Try it —
Return each line of the entries that holds the string "pages".

Dataset records —
▶

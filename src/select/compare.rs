//! Total ordering over metadata values.
//!
//! Numbers and dates share one numeric axis (dates compare by epoch
//! milliseconds), strings compare lexicographically, booleans `false < true`.
//! Null sorts below every other value. Values of unrelated kinds never fail
//! to compare: they are ordered by kind so the comparator stays a total order
//! for `sort_by`.

use std::cmp::Ordering;

use crate::common::Value;

fn kind_rank(value: &Value) -> u8 {
    match value {
        Value::Null => 0,
        Value::Bool(_) => 1,
        Value::Number(_) | Value::Date(_) => 2,
        Value::String(_) => 3,
        Value::Bytes(_) => 4,
        Value::Array(_) => 5,
        Value::Map(_) => 6,
    }
}

fn numeric(value: &Value) -> f64 {
    match value {
        Value::Number(n) => *n,
        Value::Date(d) => d.timestamp_millis() as f64,
        _ => f64::NAN,
    }
}

/// Compare two present values.
pub fn compare_values(a: &Value, b: &Value) -> Ordering {
    match (a, b) {
        (Value::Bool(x), Value::Bool(y)) => x.cmp(y),
        (Value::Number(_) | Value::Date(_), Value::Number(_) | Value::Date(_)) => {
            numeric(a).total_cmp(&numeric(b))
        }
        (Value::String(x), Value::String(y)) => x.cmp(y),
        (Value::Bytes(x), Value::Bytes(y)) => x.cmp(y),
        (Value::Array(x), Value::Array(y)) => x
            .iter()
            .zip(y.iter())
            .map(|(l, r)| compare_values(l, r))
            .find(|ord| ord.is_ne())
            .unwrap_or_else(|| x.len().cmp(&y.len())),
        (Value::Map(_), Value::Map(_)) | (Value::Null, Value::Null) => Ordering::Equal,
        _ => kind_rank(a).cmp(&kind_rank(b)),
    }
}

/// Compare two sort keys where `None` means the field is absent.
///
/// Ascending order puts absent keys last. `reverse` flips every outcome,
/// absent keys included, so they come first in descending order. Equal keys
/// stay equal in both directions.
pub fn compare_sort_keys(a: Option<&Value>, b: Option<&Value>, reverse: bool) -> Ordering {
    let ascending = match (a, b) {
        (None, None) => Ordering::Equal,
        (None, Some(_)) => Ordering::Greater,
        (Some(_), None) => Ordering::Less,
        (Some(x), Some(y)) => compare_values(x, y),
    };

    if reverse {
        ascending.reverse()
    } else {
        ascending
    }
}
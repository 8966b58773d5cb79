//! Representative dates for index pages.

use chrono::{DateTime, NaiveDate, NaiveDateTime, Utc};

use crate::common::{MissingDate, Value};
use crate::select::PageEntry;

/// Naive formats tried after RFC 3339 and RFC 2822. Read as UTC.
const NAIVE_DATETIME_FORMATS: [&str; 6] = [
    "%Y-%m-%dT%H:%M:%S%.f",
    "%Y-%m-%d %H:%M:%S%.f",
    "%Y-%m-%dT%H:%M",
    "%Y-%m-%d %H:%M",
    "%Y/%m/%d %H:%M:%S",
    "%B %d, %Y %H:%M:%S",
];

/// Date-only formats, read as midnight UTC. `%B` also accepts short month names.
const NAIVE_DATE_FORMATS: [&str; 4] = ["%Y-%m-%d", "%Y/%m/%d", "%B %d, %Y", "%d %B %Y"];

/// Interpret a value as a date.
///
/// Dates pass through. Strings are parsed as RFC 3339, RFC 2822, a naive
/// date-time, or a bare date such as `2022-01-05`, `2022/01/05`,
/// `January 5, 2022` or `5 Jan 2022` (midnight UTC). Anything else is `None`.
///
/// # Example
/// ```
/// use simple_pagination::Value;
/// use simple_pagination::page::parse_date;
///
/// let parsed = parse_date(&Value::from("2022-01-03")).unwrap();
/// assert_eq!(parsed.to_rfc3339(), "2022-01-03T00:00:00+00:00");
/// assert!(parse_date(&Value::from("next tuesday")).is_none());
/// ```
pub fn parse_date(value: &Value) -> Option<DateTime<Utc>> {
    match value {
        Value::Date(date) => Some(*date),
        Value::String(s) => parse_date_str(s.trim()),
        _ => None,
    }
}

fn parse_date_str(s: &str) -> Option<DateTime<Utc>> {
    if s.is_empty() {
        return None;
    }

    if let Ok(date) = DateTime::parse_from_rfc3339(s) {
        return Some(date.with_timezone(&Utc));
    }
    if let Ok(date) = DateTime::parse_from_rfc2822(s) {
        return Some(date.with_timezone(&Utc));
    }

    NAIVE_DATETIME_FORMATS
        .iter()
        .find_map(|fmt| NaiveDateTime::parse_from_str(s, fmt).ok())
        .or_else(|| {
            NAIVE_DATE_FORMATS
                .iter()
                .find_map(|fmt| NaiveDate::parse_from_str(s, fmt).ok())
                .and_then(|d| d.and_hms_opt(0, 0, 0))
        })
        .map(|naive| naive.and_utc())
}

/// First date found under `sort_by`, scanning entries in page order.
///
/// Entries are already sorted, so with the default descending sort this is
/// the most recent date on the page.
pub fn find_most_recent_date(entries: &[PageEntry], sort_by: &str) -> Option<DateTime<Utc>> {
    entries
        .iter()
        .find_map(|entry| entry.field(sort_by).as_ref().and_then(parse_date))
}

/// Date for a page's index record under the configured fallback.
pub fn representative_date(
    entries: &[PageEntry],
    sort_by: &str,
    missing: MissingDate,
    now: DateTime<Utc>,
) -> Option<DateTime<Utc>> {
    match (find_most_recent_date(entries, sort_by), missing) {
        (Some(found), _) => Some(found),
        (None, MissingDate::Now) => Some(now),
        (None, MissingDate::None) => None,
    }
}
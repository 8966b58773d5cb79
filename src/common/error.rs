//! Error types for simple-pagination.

use thiserror::Error;

/// Convenient Result type alias.
///
/// Instead of writing `Result<T, Error>` everywhere, we can write `Result<T>`.
pub type Result<T> = std::result::Result<T, Error>;

/// All possible errors raised by a pagination run.
///
/// Missing sort fields, an empty directory and a missing first index file are
/// not errors; they degrade to no-ops and only show up in the debug log.
#[derive(Debug, Error)]
pub enum Error {
    /// `perPage` must be at least 1.
    #[error("perPage must be greater than zero, got {0}")]
    InvalidPerPage(usize),

    /// A member file to be stamped in place is not in the file map.
    ///
    /// A run never removes a file it later stamps, so this only fires when a
    /// page is materialized against a map that no longer holds the files it
    /// was selected from.
    #[error("file {0} is missing from the file map")]
    MissingFile(String),

    /// Options could not be parsed from JSON.
    #[error("invalid pagination options: {0}")]
    Json(#[from] serde_json::Error),

    /// A panic was trapped at the plugin boundary.
    #[error("pagination aborted: {0}")]
    Panicked(String),
}
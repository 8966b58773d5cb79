//! Pagination configuration.
//!
//! [`Options`] holds caller overrides (every field optional, camelCase when
//! read from JSON). [`Config`] is the immutable, fully-resolved form built by
//! merging the overrides onto the defaults key by key.

use serde::Deserialize;

use crate::common::Result;

/// Default source directory.
pub const DEFAULT_DIRECTORY: &str = "blog";

/// Default page capacity.
pub const DEFAULT_PER_PAGE: usize = 10;

/// Default sort field.
pub const DEFAULT_SORT_BY: &str = "date";

/// Default output pattern for pages 2..N.
pub const DEFAULT_OUTPUT_DIR: &str = ":directory/:num";

/// Default layout for generated index records.
pub const DEFAULT_INDEX_LAYOUT: &str = "blog-index.njk";

/// Default first-page index file.
pub const DEFAULT_FIRST_INDEX_FILE: &str = "blog.md";

/// How generated URLs and member file paths are shaped.
#[derive(Debug, Clone, Copy, PartialEq, Eq, Hash)]
pub enum AddressingStyle {
    /// `/blog/2/`; member files move to `blog/<name>/index.<ext>`.
    Permalink,
    /// `/blog/2.html`; member files keep their paths.
    Extension,
}

impl AddressingStyle {
    #[inline]
    pub fn from_permalinks(use_permalinks: bool) -> Self {
        if use_permalinks {
            AddressingStyle::Permalink
        } else {
            AddressingStyle::Extension
        }
    }

    #[inline]
    pub fn is_permalink(self) -> bool {
        self == AddressingStyle::Permalink
    }
}

/// What date an index gets when none of its members has one.
#[derive(Debug, Clone, Copy, PartialEq, Eq, Default, Deserialize)]
#[serde(rename_all = "lowercase")]
pub enum MissingDate {
    /// Use the time of the run.
    #[default]
    Now,
    /// Leave the date empty (`null` on pages 2..N, untouched on page 1).
    None,
}

/// Caller-supplied overrides.
///
/// # Example
/// ```
/// use simple_pagination::{Config, Options};
///
/// let options: Options = serde_json::from_str(r#"{ "perPage": 2, "usePermalinks": false }"#).unwrap();
/// let config = Config::from_options(options);
/// assert_eq!(config.per_page, 2);
/// assert_eq!(config.directory, "blog");
/// ```
#[derive(Debug, Clone, Default, PartialEq, Eq, Deserialize)]
#[serde(rename_all = "camelCase")]
pub struct Options {
    pub directory: Option<String>,
    pub per_page: Option<usize>,
    pub sort_by: Option<String>,
    pub reverse: Option<bool>,
    pub output_dir: Option<String>,
    pub index_layout: Option<String>,
    pub first_index_file: Option<String>,
    pub use_permalinks: Option<bool>,
    pub missing_date: Option<MissingDate>,
}

impl Options {
    /// Parse overrides from a JSON object.
    pub fn from_json(json: &str) -> Result<Self> {
        Ok(serde_json::from_str(json)?)
    }
}

/// Fully-resolved pagination settings.
#[derive(Debug, Clone, PartialEq, Eq)]
pub struct Config {
    /// Directory whose files get paginated (no trailing slash).
    pub directory: String,
    /// Page capacity.
    pub per_page: usize,
    /// Dot-separated field path to sort by.
    pub sort_by: String,
    /// Descending order when true.
    pub reverse: bool,
    /// Pattern for pages 2..N with `:directory` and `:num` tokens.
    pub output_dir: String,
    /// Layout assigned to generated index records.
    pub index_layout: String,
    /// Existing file that receives page 1's metadata.
    pub first_index_file: String,
    pub use_permalinks: bool,
    pub missing_date: MissingDate,
}

impl Default for Config {
    fn default() -> Self {
        Self {
            directory: DEFAULT_DIRECTORY.to_string(),
            per_page: DEFAULT_PER_PAGE,
            sort_by: DEFAULT_SORT_BY.to_string(),
            reverse: true,
            output_dir: DEFAULT_OUTPUT_DIR.to_string(),
            index_layout: DEFAULT_INDEX_LAYOUT.to_string(),
            first_index_file: DEFAULT_FIRST_INDEX_FILE.to_string(),
            use_permalinks: true,
            missing_date: MissingDate::Now,
        }
    }
}

impl Config {
    /// Merge overrides onto the defaults. Values are not validated here.
    pub fn from_options(options: Options) -> Self {
        let defaults = Config::default();
        Self {
            directory: options.directory.unwrap_or(defaults.directory),
            per_page: options.per_page.unwrap_or(defaults.per_page),
            sort_by: options.sort_by.unwrap_or(defaults.sort_by),
            reverse: options.reverse.unwrap_or(defaults.reverse),
            output_dir: options.output_dir.unwrap_or(defaults.output_dir),
            index_layout: options.index_layout.unwrap_or(defaults.index_layout),
            first_index_file: options.first_index_file.unwrap_or(defaults.first_index_file),
            use_permalinks: options.use_permalinks.unwrap_or(defaults.use_permalinks),
            missing_date: options.missing_date.unwrap_or(defaults.missing_date),
        }
    }

    #[inline]
    pub fn style(&self) -> AddressingStyle {
        AddressingStyle::from_permalinks(self.use_permalinks)
    }

    pub fn with_directory(mut self, directory: impl Into<String>) -> Self {
        self.directory = directory.into();
        self
    }

    pub fn with_per_page(mut self, per_page: usize) -> Self {
        self.per_page = per_page;
        self
    }

    pub fn with_sort_by(mut self, sort_by: impl Into<String>) -> Self {
        self.sort_by = sort_by.into();
        self
    }

    pub fn with_reverse(mut self, reverse: bool) -> Self {
        self.reverse = reverse;
        self
    }

    pub fn with_output_dir(mut self, output_dir: impl Into<String>) -> Self {
        self.output_dir = output_dir.into();
        self
    }

    pub fn with_index_layout(mut self, index_layout: impl Into<String>) -> Self {
        self.index_layout = index_layout.into();
        self
    }

    pub fn with_first_index_file(mut self, first_index_file: impl Into<String>) -> Self {
        self.first_index_file = first_index_file.into();
        self
    }

    pub fn with_permalinks(mut self, use_permalinks: bool) -> Self {
        self.use_permalinks = use_permalinks;
        self
    }

    pub fn with_missing_date(mut self, missing_date: MissingDate) -> Self {
        self.missing_date = missing_date;
        self
    }
}

impl From<Options> for Config {
    fn from(options: Options) -> Self {
        Config::from_options(options)
    }
}
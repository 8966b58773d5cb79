//! Per-file summaries and the `pagination` record.

use chrono::{DateTime, Utc};

use crate::common::{AddressingStyle, Metadata, Value, CONTENTS_FIELD};
use crate::select::PageEntry;
use crate::util::{public_file_url, PaginationUrls};

/// Content-free snapshot of a paginated file.
///
/// Carries every field of the record except `contents`, plus `path` set to
/// the file's public URL.
#[derive(Debug, Clone, PartialEq)]
pub struct FileDetail {
    pub path: String,
    pub fields: Metadata,
}

/// Build the [`FileDetail`] for `entry` now living at `new_path`.
///
/// # Example
/// ```
/// use simple_pagination::{AddressingStyle, FileRecord};
/// use simple_pagination::page::create_file_details;
/// use simple_pagination::select::PageEntry;
///
/// let entry = PageEntry::new(
///     "blog/post1.md",
///     FileRecord::new().with_field("title", "Post 1").with_contents(b"# Post 1".to_vec()),
/// );
/// let detail = create_file_details(&entry, "blog/post1/index.md", AddressingStyle::Permalink);
/// assert_eq!(detail.path, "/blog/post1/");
/// assert!(!detail.fields.contains_key("contents"));
/// ```
pub fn create_file_details(entry: &PageEntry, new_path: &str, style: AddressingStyle) -> FileDetail {
    let mut fields = entry.record.fields().clone();
    fields.remove(CONTENTS_FIELD);

    FileDetail {
        path: public_file_url(new_path, style),
        fields,
    }
}

impl From<FileDetail> for Value {
    fn from(detail: FileDetail) -> Self {
        let mut fields = detail.fields;
        fields.insert("path".to_string(), Value::String(detail.path));
        Value::Map(fields)
    }
}

/// Pagination metadata attached to an index record.
///
/// Field names follow the shape templates written for the common
/// `pagination` plugin expect.
#[derive(Debug, Clone, PartialEq)]
pub struct PaginationMetadata {
    /// The paginated directory.
    pub name: String,
    /// Current page (1-based).
    pub num: usize,
    /// Page count; emitted as both `pages` and `total`.
    pub pages: usize,
    pub files: Vec<FileDetail>,
    pub next: Option<String>,
    pub previous: Option<String>,
    pub first: String,
    pub last: String,
    pub use_permalinks: bool,
}

impl PaginationMetadata {
    pub fn new(
        directory: &str,
        num: usize,
        pages: usize,
        files: Vec<FileDetail>,
        urls: PaginationUrls,
        style: AddressingStyle,
    ) -> Self {
        Self {
            name: directory.to_string(),
            num,
            pages,
            files,
            next: urls.next,
            previous: urls.previous,
            first: urls.first,
            last: urls.last,
            use_permalinks: style.is_permalink(),
        }
    }
}

impl From<PaginationMetadata> for Value {
    fn from(meta: PaginationMetadata) -> Self {
        let mut map = Metadata::new();
        map.insert("name".to_string(), Value::String(meta.name));
        map.insert("num".to_string(), Value::from(meta.num));
        map.insert("total".to_string(), Value::from(meta.pages));
        map.insert("pages".to_string(), Value::from(meta.pages));
        map.insert("files".to_string(), Value::from(meta.files));
        map.insert("next".to_string(), Value::from(meta.next));
        map.insert("previous".to_string(), Value::from(meta.previous));
        map.insert("first".to_string(), Value::String(meta.first));
        map.insert("last".to_string(), Value::String(meta.last));
        map.insert("usePermalinks".to_string(), Value::Bool(meta.use_permalinks));
        Value::Map(map)
    }
}

/// Placeholder file stats for a generated record, all set to `now`.
pub fn file_stats(now: DateTime<Utc>) -> Value {
    let mut stats = Metadata::new();
    for key in ["atime", "mtime", "ctime", "birthtime"] {
        stats.insert(key.to_string(), Value::Date(now));
    }
    Value::Map(stats)
}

◀

Response below —
//! Representative dates for index pages.
/// Default output pattern for pages 2..N.
    /// Leave the date empty (`null` on pages 2..N, untouched on page 1).
    /// Pattern for pages 2..N with `:directory` and `:num` tokens.
    /// Page count; emitted as both `pages` and `total`.
    pub pages: usize,
        pages: usize,
            pages,
        map.insert("total".to_string(), Value::from(meta.pages));
        map.insert("pages".to_string(), Value::from(meta.pages));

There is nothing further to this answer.